Image by NASA
What the world needs now is more pictures from outer space. Or, at least, WE sure do!
Today's fix comes from Astronomy Picture of the Day, which brings this stunning photo taken from the Cassini satellite that's currently spinning comfortably around Saturn. APOD explains:
What's that behind Titan? It's another of Saturn's moons: Tethys. The robotic Cassini spacecraft orbiting Saturn captured the heavily cratered Tethys slipping behind Saturn's atmosphere-shrouded Titan late last year. The largest crater on Tethys, Odysseus, is easily visible on the distant moon. Titan shows not only its thick and opaque orange lower atmosphere, but also an unusual upper layer of blue-tinted haze. Tethys, at about 2 million kilometers distant, was twice as far from Cassini as was Titan when the above image was taken. In 2004, Cassini released the Hyugens probe which landed on Titan and provided humanity's first viewssurface of the Solar System's only known lake-bearing moon.

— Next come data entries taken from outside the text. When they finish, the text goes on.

//! Data source command handlers
//!
//! Registers, edits and checks the databases the other commands query.

use anyhow::{Context, Result};
use batchlens_core::domain::datasource::{DataSourceConfig, DatabaseKind};
use batchlens_engine::BatchMonitor;
use clap::Subcommand;
use colored::*;
use std::path::{Path, PathBuf};

/// Data source subcommands
#[derive(Subcommand)]
pub enum DataSourceCommands {
    /// List registered data sources
    List {
        /// Only show active data sources
        #[arg(long)]
        active: bool,
    },
    /// Register a new data source
    Add {
        /// Display name
        name: String,

        /// Database kind (postgres, mysql, sqlite)
        #[arg(short, long)]
        kind: DatabaseKind,

        /// Connection URL; defaults to the kind's template
        #[arg(short, long)]
        url: Option<String>,

        /// Explicit id; generated when omitted
        #[arg(long)]
        id: Option<String>,

        #[arg(long, default_value = "")]
        username: String,

        #[arg(long, env = "BATCHLENS_DB_PASSWORD", default_value = "", hide_env_values = true)]
        password: String,

        /// Driver identifier overriding the kind's default
        #[arg(long)]
        driver: Option<String>,

        #[arg(long)]
        description: Option<String>,
    },
    /// Remove a data source
    Remove {
        id: String,
    },
    /// Mark a data source active
    Activate {
        id: String,
    },
    /// Mark a data source inactive
    Deactivate {
        id: String,
    },
    /// Open one connection with a data source's settings
    Test {
        id: String,
    },
    /// Write every data source as JSON, credentials included
    Export {
        /// Output file; stdout when omitted
        #[arg(short, long)]
        output: Option<PathBuf>,
    },
    /// Replace every data source with the contents of a JSON file
    Import {
        file: PathBuf,
    },
    /// Remove every data source
    Clear,
}

/// Handle data source commands
pub async fn handle_datasource_command(
    command: DataSourceCommands,
    monitor: &BatchMonitor,
) -> Result<()> {
    match command {
        DataSourceCommands::List { active } => list_data_sources(monitor, active),
        DataSourceCommands::Add {
            name,
            kind,
            url,
            id,
            username,
            password,
            driver,
            description,
        } => {
            let mut config = DataSourceConfig::new(
                id.unwrap_or_default(),
                name,
                kind,
                url.unwrap_or_else(|| kind.default_url().to_string()),
                username,
                password,
            );
            if let Some(driver) = driver {
                config = config.with_driver(driver);
            }
            if let Some(description) = description {
                config = config.with_description(description);
            }
            add_data_source(monitor, config)
        }
        DataSourceCommands::Remove { id } => remove_data_source(monitor, &id).await,
        DataSourceCommands::Activate { id } => set_active(monitor, &id, true),
        DataSourceCommands::Deactivate { id } => set_active(monitor, &id, false),
        DataSourceCommands::Test { id } => test_data_source(monitor, &id).await,
        DataSourceCommands::Export { output } => export_data_sources(monitor, output),
        DataSourceCommands::Import { file } => import_data_sources(monitor, &file).await,
        DataSourceCommands::Clear => {
            monitor.clear_data_sources().await;
            println!("{}", "✓ All data sources removed".green());
            Ok(())
        }
    }
}

fn list_data_sources(monitor: &BatchMonitor, active_only: bool) -> Result<()> {
    let configs = if active_only {
        monitor.registry().list_active()
    } else {
        monitor.registry().list_all()
    };

    if configs.is_empty() {
        println!("{}", "No data sources registered.".yellow());
        return Ok(());
    }

    println!("{}", format!("Found {} data source(s):", configs.len()).bold());
    println!();
    for config in configs {
        print_data_source(&config);
    }

    Ok(())
}

fn add_data_source(monitor: &BatchMonitor, config: DataSourceConfig) -> Result<()> {
    let added = monitor.registry().add(config)?;

    println!("{}", "✓ Data source added".green());
    println!();
    print_data_source(&added);

    Ok(())
}

async fn remove_data_source(monitor: &BatchMonitor, id: &str) -> Result<()> {
    if monitor.remove_data_source(id).await {
        println!("{} {}", "✓ Removed".green(), id.cyan());
    } else {
        println!("{}", format!("No data source with id '{}'.", id).yellow());
    }
    Ok(())
}

fn set_active(monitor: &BatchMonitor, id: &str, active: bool) -> Result<()> {
    monitor.registry().set_active(id, active)?;

    let state = if active { "active" } else { "inactive" };
    println!("{} {} is now {}", "✓".green(), id.cyan(), state);
    Ok(())
}

async fn test_data_source(monitor: &BatchMonitor, id: &str) -> Result<()> {
    let config = monitor
        .registry()
        .get(id)
        .with_context(|| format!("No data source with id '{}'", id))?;

    println!("Testing connection to {}...", config.to_string().cyan());

    if monitor.pools().test_connection(&config).await {
        println!("{}", "✓ Connection succeeded".green());
        Ok(())
    } else {
        anyhow::bail!("Connection to '{}' failed", id)
    }
}

fn export_data_sources(monitor: &BatchMonitor, output: Option<PathBuf>) -> Result<()> {
    let payload = monitor.registry().export_all()?;

    match output {
        Some(path) => {
            std::fs::write(&path, payload)
                .with_context(|| format!("Failed to write {}", path.display()))?;
            println!("{} {}", "✓ Exported to".green(), path.display());
        }
        None => println!("{}", payload),
    }

    Ok(())
}

async fn import_data_sources(monitor: &BatchMonitor, file: &Path) -> Result<()> {
    let payload = std::fs::read_to_string(file)
        .with_context(|| format!("Failed to read {}", file.display()))?;

    let count = monitor.import_data_sources(&payload).await?;
    println!("{}", format!("✓ Imported {} data source(s)", count).green());

    Ok(())
}

fn print_data_source(config: &DataSourceConfig) {
    let state = if config.active {
        "active".green()
    } else {
        "inactive".dimmed()
    };

    println!("  {} {} {}", "▸".cyan(), config.name.bold(), config.id.dimmed());
    println!("    Kind:     {} ({})", config.kind, config.effective_driver());
    println!("    URL:      {}", config.url);
    if !config.username.is_empty() {
        println!("    User:     {}", config.username);
    }
    println!("    State:    {}", state);
    if let Some(description) = &config.description {
        println!("    About:    {}", description.dimmed());
    }
    println!();
}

Awesome. Cassini are tax dollars well spent. Also:
- Sunlight glinting of Titan's methane lakes
- Titan's shadow on the surface of Saturn.
And when the mission ends in 2016-17, they are thinking about pushing Cassini *through* the ring gaps. Then in a grand finale, they want to narrow the orbit between the *inner-most ring* and the surface, 3800km above the cloud tops. Holy crap.
Posted by: johnny0 | 29 January 2010 at 01:27 PM
Thanks to start publishing again! Greetings from Belgium.